Let’s get this out of the way right now: if you start a fucking novel, then plan to fucking finish that fucking novel. Your hard drive is not a novel burial ground. It’s like building your own Frankenstein monster — robbing a grave, stealing a brain, chopping up the body — and then giving up before you let lightning tickle that sonofabitch to life. The true author finishes what he begins. That’s what separates you from the dead-beats, from the talkers, from the dilettantes. Don’t let dead metaphysical weight slow you down.

2. That Means Momentum Is Key

Say it five times fast: momentum-momentum-momentum-momentum-momentum. Actually, don’t say it five times fast. I just tried and burst a blood vessel on the inside of my sinuses. The point remains: writing a novel is about gaining steam, about acceleration, about momentum. You lose it every time you stop to revise a scene in the middle, to look up a word, to ponder or change the plot. It’s like a long road-trip: don’t stop for hitchhikers, don’t stop to piss, don’t stop for a Arby’s Big Beef and Cheddar. Just drive. Leave notes in your draft. Highlight empty spaces. Fill text with XXX and know you’ll come back later.

3. The First Draft Is The Beach-Storming Draft

It’s you and hundreds of other soldier-penmonkeys clawing their way up the enemy beach of the People’s Republic Of Novelsvainya. Most of those other poor sots are going to take a stitching of bullets to the chest and neck and drop dead in the sand, flopping around like a fish, their bowels evacuating. Your only goal is to get up that beach. Crawl through mud, blood, sand, shit, corpses. It doesn’t matter if you get up that beach all pretty-like. Or in record time. Nobody cares how your hair looks. Your first draft can and should look like a fucking warzone. That’s okay. Don’t sweat it, because you survived. Put differently, that first draft of yours has permission to suck. Go forth and care not.

4. Be Like The Dog Who Cloaks Himself In Stink

Find joy and liberation in writing a first draft without caring, without giving one whittled whit. It’s like pouring paint on the floor or taking a sledgehammer to some kitchen counters. Get messy. Let it all hang out. Suck wantonly and without regard to others. Let that free you. Have fun. Don’t give a rat’s roasted rectum. You’ll think that all you’re doing is upending a garbage can on the page, but later, trust in the fact you’ll find pearls secreted away in the heaps of trash and piles of junk.

5. The First Draft Is Born In The Laboratory

Take risks on that first draft.
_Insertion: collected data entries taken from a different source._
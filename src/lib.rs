//! Schema-Browser Library
//!
//! This is the library interface for Schema-Browser: a PostgreSQL session
//! core with a metadata cache, query history and result normalization.
//! The interactive binary is in src/main.rs.

pub mod cli;
pub mod config;
pub mod database;
pub mod error;
pub mod query;
pub mod workspace;

pub use error::{BrowserError, Result};
pub use workspace::{create_shared_workspace, SharedWorkspace, Workspace};
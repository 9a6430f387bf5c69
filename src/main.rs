// Schema-Browser: a PostgreSQL session and schema browser
//
// This is the main entry point for the Schema-Browser application.

use anyhow::Result;
use schema_browser::cli::Repl;
use schema_browser::config::{Settings, TomlProfileStore};
use schema_browser::database::PostgresDriver;
use schema_browser::workspace::create_shared_workspace;
use std::sync::Arc;
use tracing_subscriber::{fmt, EnvFilter};

#[tokio::main]
async fn main() -> Result<()> {
    dotenv::dotenv().ok();

    let settings = match Settings::load() {
        Ok(settings) => settings,
        Err(e) => {
            eprintln!("Note: using default settings ({})", e);
            Settings::default()
        }
    };

    let filter = EnvFilter::try_from_default_env()
        .or_else(|_| EnvFilter::try_new(&settings.log_filter))?;
    fmt().with_env_filter(filter).with_writer(std::io::stderr).init();

    tracing::info!(version = env!("CARGO_PKG_VERSION"), "starting schema-browser");

    // First run: write the defaults so there is a file to edit.
    if let Ok(path) = Settings::config_file() {
        if !path.exists() {
            if let Err(e) = settings.save() {
                tracing::warn!(error = %e, "could not write default settings");
            }
        }
    }

    let driver = Arc::new(PostgresDriver::from_settings(&settings));
    let workspace = create_shared_workspace(driver, &settings);
    let store = Arc::new(TomlProfileStore::with_default_path()?);

    let mut repl = Repl::new(workspace, store, &settings)?;
    repl.run().await?;

    Ok(())
}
Veer left. Drive the story over a cliff. Try new things. Play with language. Kill an important character. Now’s the time to experiment, to go moonbat apeshit all over this story. You’ll pull back on it in subsequent drafts. You’ll have to clean up your mess: all the beer bottles, bong water, blood and broken glass. But some of it will stay. And the stuff that does will feel priceless.

6. Writing Is Rewriting Is Rewriting Is Rewriting Is

Said before but bears repeating: writing is when you make the words, editing is when you make them not shitty. The novel is born on that first go-around but you gotta let that little bastard grow up. Do this through rewriting. And rewriting. And rewriting. As many times as it takes till it stands up and dances on its own.

7. You Have As Many Chances At-Bat As You So Choose —

A Marine sniper doesn’t get infinite shots at his target. A batter only gets three strikes. A knife-thrower only has to fuck up once before he’s got a body to hide. The novelist has it easy. You can keep rewriting. Adding. Fixing. Changing. Endlessly anon until you’re satisfied.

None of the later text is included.